Key words: Cell Formation, Modular-Reconfigurable machines,
Multi-objective Genetic Algorithm
1. INTRODUCTION
In a Cellular Manufacturing System (CMS) machines are grouped into
several cells, where each cell is dedicated to a particular part family
and objective is to maximize the cell independence. CMS helps in
reducing the material handling, work-in-process, set up time, and
manufacturing lead-time and improve productivity, operation control etc.
However, CMS lacks in flexibility and thus cannot respond appropriately
to the variations in part design and quantity. Once machine cells are
formed for part families, it is difficult to physically relocate the
facilities of the cell as per the new production requirements. This
rigidness prevents CMS to cope with present challenges like dynamic part
mix and demand variation, need of agility in manufacturing, reduction in
manufacturing system lead-time etc. The focus of this work is also to
enable cellular manufacturing attain some degrees of adaptability or
reconfigurability during cell design by using modular machines. The need
to find some ways to reconfigure cellular systems to reduce or even to
eliminate performance deterioration under dynamic environments was
opined in Saad (2003). Further, in order to have a CMS with features of
a Reconfigurable Manufacturing System (RMS); machine-clustering
algorithm used during cell formation can be a suitable stage for
incorporating reconfigurability into the system (Abdi and Labib, 2003).

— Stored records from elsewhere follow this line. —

//! 입찰 가능 여부 및 최소 입찰가 규칙
//! 서버가 최종 판단하며, 여기서는 네트워크 호출 전에 걸러낼 수 있는 것만 검사한다.
// region:    --- Imports
use crate::auction::model::{Bid, Listing, User};
use crate::error::ClientError;
use chrono::{DateTime, Utc};
use std::fmt;

// endregion: --- Imports

// region:    --- Eligibility
/// 입찰 불가 사유
#[derive(Debug, Clone, Copy, PartialEq, Eq)]
pub enum DisabledReason {
    NotAuthenticated,
    OwnListing,
    Ended,
}

impl fmt::Display for DisabledReason {
    fn fmt(&self, f: &mut fmt::Formatter<'_>) -> fmt::Result {
        let message = match self {
            DisabledReason::NotAuthenticated => "Log in to place a bid.",
            DisabledReason::OwnListing => "You cannot bid on your own listing.",
            DisabledReason::Ended => "This auction has ended.",
        };
        f.write_str(message)
    }
}

/// 입찰 폼 상태
#[derive(Debug, Clone, Copy, PartialEq, Eq)]
pub enum BidEligibility {
    Open { highest: u64, minimum: u64 },
    Disabled(DisabledReason),
}

impl BidEligibility {
    pub fn is_open(&self) -> bool {
        matches!(self, BidEligibility::Open { .. })
    }
}

/// 최고 입찰가 (입찰이 없으면 0)
pub fn highest_bid(bids: &[Bid]) -> u64 {
    bids.iter().map(|b| b.amount).max().unwrap_or(0)
}

/// 최소 입찰가
pub fn minimum_bid(highest: u64) -> u64 {
    if highest > 0 {
        highest + 1
    } else {
        1
    }
}

/// 입찰 가능 여부 평가
pub fn evaluate(listing: &Listing, user: Option<&User>, now: DateTime<Utc>) -> BidEligibility {
    let Some(user) = user else {
        return BidEligibility::Disabled(DisabledReason::NotAuthenticated);
    };

    let is_seller = listing
        .seller
        .as_ref()
        .map(|seller| user.is_named(&seller.name))
        .unwrap_or(false);
    if is_seller {
        return BidEligibility::Disabled(DisabledReason::OwnListing);
    }

    if listing.has_ended(now) {
        return BidEligibility::Disabled(DisabledReason::Ended);
    }

    let highest = listing.highest_bid();
    BidEligibility::Open {
        highest,
        minimum: minimum_bid(highest),
    }
}

// endregion: --- Eligibility

// region:    --- Amount Validation
/// 입력 금액 검증 (양의 정수, 최소 입찰가 이상)
pub fn parse_amount(raw: &str, minimum: u64) -> Result<u64, ClientError> {
    let amount = raw
        .trim()
        .parse::<u64>()
        .ok()
        .filter(|amount| *amount > 0)
        .ok_or_else(|| ClientError::Validation("Please enter a whole number of credits.".to_string()))?;

    if amount < minimum {
        return Err(ClientError::Validation(format!(
            "Your bid must be at least {} credits.",
            minimum
        )));
    }
    Ok(amount)
}

// endregion: --- Amount Validation

#[cfg(test)]
mod tests {
    use super::*;
    use chrono::Duration;
    use serde_json::json;

    fn listing(id: &str, seller: &str, amounts: &[u64], ends_in: Duration) -> Listing {
        let bids: Vec<_> = amounts.iter().map(|a| json!({"amount": a})).collect();
        serde_json::from_value(json!({
            "id": id,
            "title": "Item",
            "endsAt": Utc::now() + ends_in,
            "seller": {"name": seller},
            "bids": bids
        }))
        .unwrap()
    }

    #[test]
    fn highest_is_zero_without_bids_and_max_otherwise() {
        assert_eq!(highest_bid(&[]), 0);
        let listing = listing("1", "ann", &[3, 11, 7], Duration::hours(1));
        assert_eq!(highest_bid(&listing.bids), 11);
        assert_eq!(minimum_bid(11), 12);
        assert_eq!(minimum_bid(0), 1);
    }

    #[test]
    fn minimum_follows_the_current_price_per_listing() {
        let listings = [
            listing("1", "ann", &[5], Duration::hours(1)),
            listing("2", "ann", &[], Duration::hours(1)),
        ];
        let bob = User::named("bob");
        let minimums: Vec<_> = listings
            .iter()
            .map(|l| match evaluate(l, Some(&bob), Utc::now()) {
                BidEligibility::Open { minimum, .. } => minimum,
                other => panic!("unexpected {:?}", other),
            })
            .collect();
        assert_eq!(minimums, vec![6, 1]);
    }

    #[test]
    fn disabled_reasons_are_specific() {
        let open = listing("1", "Ann", &[], Duration::hours(1));
        let ended = listing("2", "ann", &[4], -Duration::minutes(5));
        let now = Utc::now();

        assert_eq!(
            evaluate(&open, None, now),
            BidEligibility::Disabled(DisabledReason::NotAuthenticated)
        );
        assert_eq!(
            evaluate(&open, Some(&User::named("ann")), now),
            BidEligibility::Disabled(DisabledReason::OwnListing)
        );
        assert_eq!(
            evaluate(&ended, Some(&User::named("bob")), now),
            BidEligibility::Disabled(DisabledReason::Ended)
        );
    }

    #[test]
    fn amount_below_minimum_is_rejected_and_equal_is_accepted() {
        assert_eq!(parse_amount("6", 6), Ok(6));
        assert_eq!(parse_amount(" 10 ", 6), Ok(10));
        assert_eq!(
            parse_amount("5", 6),
            Err(ClientError::Validation("Your bid must be at least 6 credits.".to_string()))
        );
        for raw in ["0", "-3", "2.5", "abc", ""] {
            assert_eq!(
                parse_amount(raw, 1),
                Err(ClientError::Validation("Please enter a whole number of credits.".to_string()))
            );
        }
    }
}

No model of CMS was found taking reconfiguration issue during the cell
design stage. The model proposed here considers reconfigurable machines,
which consists of basic and auxiliary modules. The basic modules are
structural in nature like base, columns, slide ways, tables and
auxiliary modules are kinematical or motion-giving like spindles, tool
changers etc. A particular combination of different basic and auxiliary
modules gives a particular operational capability to the machine.
The objective of the present model is to improve the performance of
a CMS under dynamic conditions by attaining reconfiguration
capabilities. To achieve this, an objective function is defined to
minimize the total changes in auxiliary modules, in the multi-objective
optimization problem solved using a Non-dominated Sorting Genetic
Algorithm (NSGA) (Srinivas and Deb, 1994). Other objective function
minimizes inter-cell material movements. In the following sections,
definitions of the machine-operation compatibility, similarity measures
and mathematical formulations, evolutionary nondominated sorting genetic
algorithm as applied to the present problem, an illustrative problem
with optimization and simulation results are given.

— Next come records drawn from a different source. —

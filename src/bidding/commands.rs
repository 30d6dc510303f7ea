//! 입찰 관련 커맨드 처리
//! 1. 상품 조회 후 입찰 가능 여부 확인
//! 2. 금액 로컬 검증 (실패 시 네트워크 호출 없음)
//! 3. 입찰 요청 후 상품 재조회
// region:    --- Imports
use super::policy::{self, BidEligibility};
use crate::api::AuctionApi;
use crate::auction::model::{Listing, User};
use crate::error::ClientError;
use chrono::{DateTime, Utc};
use serde::{Deserialize, Serialize};
use tracing::{info, warn};

// endregion: --- Imports

// region:    --- Commands
/// 입찰 명령
#[derive(Debug, Serialize, Deserialize, Clone)]
pub struct PlaceBidCommand {
    pub listing_id: String,
    /// 사용자가 입력한 그대로의 금액
    pub amount: String,
}

/// 입찰 결과 (재조회한 상품과 갱신된 입찰 가능 상태)
#[derive(Debug, Clone, PartialEq, Eq)]
pub struct BidOutcome {
    pub amount: u64,
    pub listing: Listing,
    pub eligibility: BidEligibility,
}

/// 표시 중인 상품 기준 금액 검증
pub fn validate_bid(
    listing: &Listing,
    user: Option<&User>,
    raw_amount: &str,
    now: DateTime<Utc>,
) -> Result<u64, ClientError> {
    match policy::evaluate(listing, user, now) {
        BidEligibility::Disabled(reason) => Err(ClientError::BiddingDisabled(reason)),
        BidEligibility::Open { minimum, .. } => policy::parse_amount(raw_amount, minimum),
    }
}

/// 입찰
pub async fn handle_place_bid(
    cmd: PlaceBidCommand,
    api: &dyn AuctionApi,
    user: Option<&User>,
    now: DateTime<Utc>,
) -> Result<BidOutcome, ClientError> {
    info!("{:<12} --> 입찰 요청 처리 시작: {:?}", "Command", cmd);

    let listing = api.get_listing(&cmd.listing_id).await?;

    let amount = validate_bid(&listing, user, &cmd.amount, now).map_err(|e| {
        warn!("{:<12} --> 입찰 거부 (로컬): {}", "Command", e);
        e
    })?;

    // 서버 오류 메시지는 그대로 전달
    api.place_bid(&cmd.listing_id, amount).await?;

    // 다른 입찰자와의 경합을 반영하기 위해 전체 재조회
    let listing = api.get_listing(&cmd.listing_id).await?;
    let eligibility = policy::evaluate(&listing, user, now);
    info!(
        "{:<12} --> 입찰 성공: amount={}, 현재 최고가 {}",
        "Command",
        amount,
        listing.highest_bid()
    );

    Ok(BidOutcome {
        amount,
        listing,
        eligibility,
    })
}

// endregion: --- Commands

2. MACHINE-OPERATION COMPATIBILITY
A Machine-Operation Compatibility Matrix (MOCM) is formed from the
data related to the module requirements as shown in Fig. 1. The non-zero
elements of MOCM are the normalized rating factor [[alpha].sub.im]
(rating factor of performing operation 'i' on machine
'm') and are calculated using equation (1).
[FIGURE 1 OMITTED]
[[alpha].sub.im] = ([t.sup.m.sub.a] -
[ti.sup.m.sub.a]/[t.sup.m.sub.a]([o.sub.m] - 1) (1)
Where, [t.sup.m.sub.a]: Total number of auxiliary modules that are
used by machine m, [ti.sup.m.sub.a]: Number of auxiliary modules
required by machine m for operation i, [o.sub.m]: Number of operation
types machine m can perform.
The lesser the number of auxiliary modules required on a machine
for an operation, the higher the rating factor for that operation and
vice-a-versa.
3. OBJECTIVE FUNCTIONS
The operation rating factors on machines discussed in the previous
section along with some more measures are used to define two objective
functions for the cell design problem. The first objective is to
minimize the total changes in the auxiliary modules by maximizing the
similarity measure among machines of each cell and the second objective
is to minimize the inter-cellular movements by maximizing the operation
diversities of the cells. As these two objectives are in conflict with
each other, the cell design problem has been formulated as a
multi-objective problem to get the best results. The first objective
function defined as in equation (2), maximizes the similarity among the
total M machines of the C numbers of the cells. The similarity measure
between machines m and n ([A.sub.mn]) is based on manufacturing
parameters like operation sequence, production volume of parts and
rating factor of performing an operation on a machine. When machine
cells are formed based on maximization of the sum of similarity measures
of machines in each cell, the total changes in the auxiliary modules for
the planned production horizon becomes minimum, because machines with
better rating factor to perform an operation can be selected for parts
having higher production volume.
[MATHEMATICAL EXPRESSION NOT REPRODUCIBLE IN ASCII] (2)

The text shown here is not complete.